Awash in seas of urbanism in all the ways that several scholars and practitioners have been demonstrating, the city as municipal entity is losing particularity and becoming a stage for the work or violence and for the violent production of seemingly ancient memories. It also becomes a stage for assemblages, experiments and rearrangements to happen at scale and for the polis-demos connection to get made and unmade in a provisional, experimental and ephemeral fashion, defeating both our normative and historical understandings of cities. It is no accident that cities are increasingly concerned with and worry about strategies of selectively preserving built forms and reformatting those forms through the softwares of «heritage» even as the city as a spatio-temporal system can no longer be walled off and protected from interactions with urbanic hinterlands, both near and distant (in fact it is interesting to observe that architectural strategies of preservation in the post-WWII period oscillate between the bland neutrality of modernist architecture and the erasure of centuries of accretions in favour of architectural forms that supposedly reflect more «authentic» national identities).
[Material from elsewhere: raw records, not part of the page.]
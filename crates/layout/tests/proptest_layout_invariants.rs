//! Property-based invariant tests for the layout engine.
//!
//! 1. Active non-override polygons never intersect.
//! 2. Submission order does not change the layout.
//! 3. The display cap is respected.
//! 4. Clustering is idempotent and membership is exclusive.

use std::collections::BTreeMap;

use foundation::math::{Mat4, Vec2, Vec3};
use foundation::time::Time;
use layout::pass::compute_layout;
use layout::store::{EntryStore, StoreCommand};
use layout::{
    ClusterError, ClusterGenerator, ClusterMember, ClusterVisual, EntryId, LayoutCandidate,
    LayoutConfig, LayoutManager, ObjectKey, PassOutcome, Placement, PlacementMask, ViewState,
};
use proptest::prelude::*;
use runtime::CancelToken;

// ── Helpers ─────────────────────────────────────────────────────────────

#[derive(Debug, Clone)]
struct Sample {
    x: f64,
    y: f64,
    w: f64,
    h: f64,
    importance: i32,
    rotation: f64,
    mask: u8,
    group: i32,
}

fn sample_strategy() -> impl Strategy<Value = Sample> {
    (
        0.0f64..400.0,
        0.0f64..300.0,
        4.0f64..60.0,
        4.0f64..30.0,
        0i32..10,
        prop_oneof![Just(0.0), 0.0f64..std::f64::consts::TAU],
        1u8..=31,
        -1i32..2,
    )
        .prop_map(|(x, y, w, h, importance, rotation, mask, group)| Sample {
            x,
            y,
            w,
            h,
            importance,
            rotation,
            mask,
            group,
        })
}

fn candidate(i: usize, s: &Sample) -> LayoutCandidate {
    LayoutCandidate::point(Vec3::new(s.x, s.y, 0.0), s.w, s.h)
        .with_identity(format!("c{i:03}"))
        .with_importance(f64::from(s.importance))
        .with_rotation(s.rotation, false)
        .with_placements(PlacementMask::from_bits(s.mask))
        .with_cluster_group(s.group)
}

fn view() -> ViewState {
    let vp = Mat4::orthographic(0.0, 400.0, 0.0, 300.0, -1000.0, 1000.0);
    ViewState::flat(vp, [400.0, 300.0], Vec3::new(200.0, 150.0, 100.0)).at(Time(0.0))
}

fn config(cap: i64) -> LayoutConfig {
    LayoutConfig {
        max_display_objects: cap,
        fade_enabled: false,
        min_pass_interval_s: 0.0,
        ..LayoutConfig::default()
    }
}

fn run(samples: &[Sample], order: &[usize], cap: i64) -> BTreeMap<ObjectKey, (Placement, Vec2)> {
    let m = LayoutManager::new(config(cap));
    m.add_candidates(order.iter().map(|&i| candidate(i, &samples[i])).collect());
    assert!(matches!(m.update_layout(&view()), PassOutcome::Completed(_)));
    m.current_result()
        .objects
        .values()
        .map(|o| (o.key.clone(), (o.placement, o.screen_pos)))
        .collect()
}

struct Badge;

impl ClusterGenerator for Badge {
    fn make_cluster(
        &mut self,
        _group: i32,
        members: &[ClusterMember],
    ) -> Result<ClusterVisual, ClusterError> {
        let side = 12.0 + members.len() as f64;
        Ok(ClusterVisual {
            footprint: foundation::math::ConvexPolygon::centered_rect(side, side),
            content: Some(members.len() as u64),
        })
    }
}

// ═════════════════════════════════════════════════════════════════════════
// 1. No overlap
// ═════════════════════════════════════════════════════════════════════════

proptest! {
    #[test]
    fn active_polygons_never_intersect(samples in proptest::collection::vec(sample_strategy(), 1..40)) {
        let m = LayoutManager::new(config(0));
        m.add_candidates(samples.iter().enumerate().map(|(i, s)| candidate(i, s)).collect());
        prop_assert!(matches!(m.update_layout(&view()), PassOutcome::Completed(_)));

        let result = m.current_result();
        let objects: Vec<_> = result.objects.values().filter(|o| !o.is_override).collect();
        for (i, a) in objects.iter().enumerate() {
            for b in &objects[i + 1..] {
                prop_assert!(
                    !a.polygon.intersects(&b.polygon),
                    "{} overlaps {}",
                    a.key,
                    b.key
                );
            }
        }
    }
}

// ═════════════════════════════════════════════════════════════════════════
// 2. Determinism
// ═════════════════════════════════════════════════════════════════════════

proptest! {
    #[test]
    fn submission_order_does_not_matter(samples in proptest::collection::vec(sample_strategy(), 1..30)) {
        let forward: Vec<usize> = (0..samples.len()).collect();
        let backward: Vec<usize> = forward.iter().rev().copied().collect();
        prop_assert_eq!(run(&samples, &forward, 0), run(&samples, &backward, 0));
    }
}

// ═════════════════════════════════════════════════════════════════════════
// 3. Cap
// ═════════════════════════════════════════════════════════════════════════

proptest! {
    #[test]
    fn cap_is_respected(
        samples in proptest::collection::vec(sample_strategy(), 1..40),
        cap in 1i64..10,
    ) {
        let order: Vec<usize> = (0..samples.len()).collect();
        let placed = run(&samples, &order, cap);
        prop_assert!(placed.len() as i64 <= cap);
    }
}

// ═════════════════════════════════════════════════════════════════════════
// 4. Clustering idempotence and exclusivity
// ═════════════════════════════════════════════════════════════════════════

proptest! {
    #[test]
    fn clustering_is_idempotent_and_exclusive(samples in proptest::collection::vec(sample_strategy(), 1..40)) {
        let mut store = EntryStore::new();
        store.apply(StoreCommand::Add(
            samples
                .iter()
                .enumerate()
                .map(|(i, s)| (EntryId(i as u64 + 1), candidate(i, s)))
                .collect(),
        ));
        let config = config(0);
        let token = CancelToken::new();

        let mut first_gen = Badge;
        let g: &mut dyn ClusterGenerator = &mut first_gen;
        let (first, _) = compute_layout(&store, &config, Some(g), &view(), &token).expect("pass");
        let mut second_gen = Badge;
        let g: &mut dyn ClusterGenerator = &mut second_gen;
        let (second, _) = compute_layout(&store, &config, Some(g), &view(), &token).expect("pass");
        prop_assert_eq!(&first, &second);

        for (member, cluster) in &first.memberships {
            prop_assert!(!(first.is_active(member) && first.is_active(cluster)));
        }
    }
}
All this is of course happening against the backdrop of fundamental transformations in the territorial organization of power and sovereignty. Yet, the peculiar forms of excavating modernity by blasting open its material archives has yet to receive proper attention by social scientists. The dialectical movement between «vectoral» urbanism across the open spaces outside of cities politically understood and the city, driven by the role of material, infrastructural transformations hides a certain darkness that travels between and across these vectoral corridors. This movement also freezes the city as territory in an era of such viral circulations. Violence is an archaeological tool in excavating and interrogating the modernity of these new systems. It seems crucial then to tie the question about the limits of the city (which is increasingly becoming louder among urbanists) to questions about the territorial organization of power and sovereignty and universality of infrastructure as archive.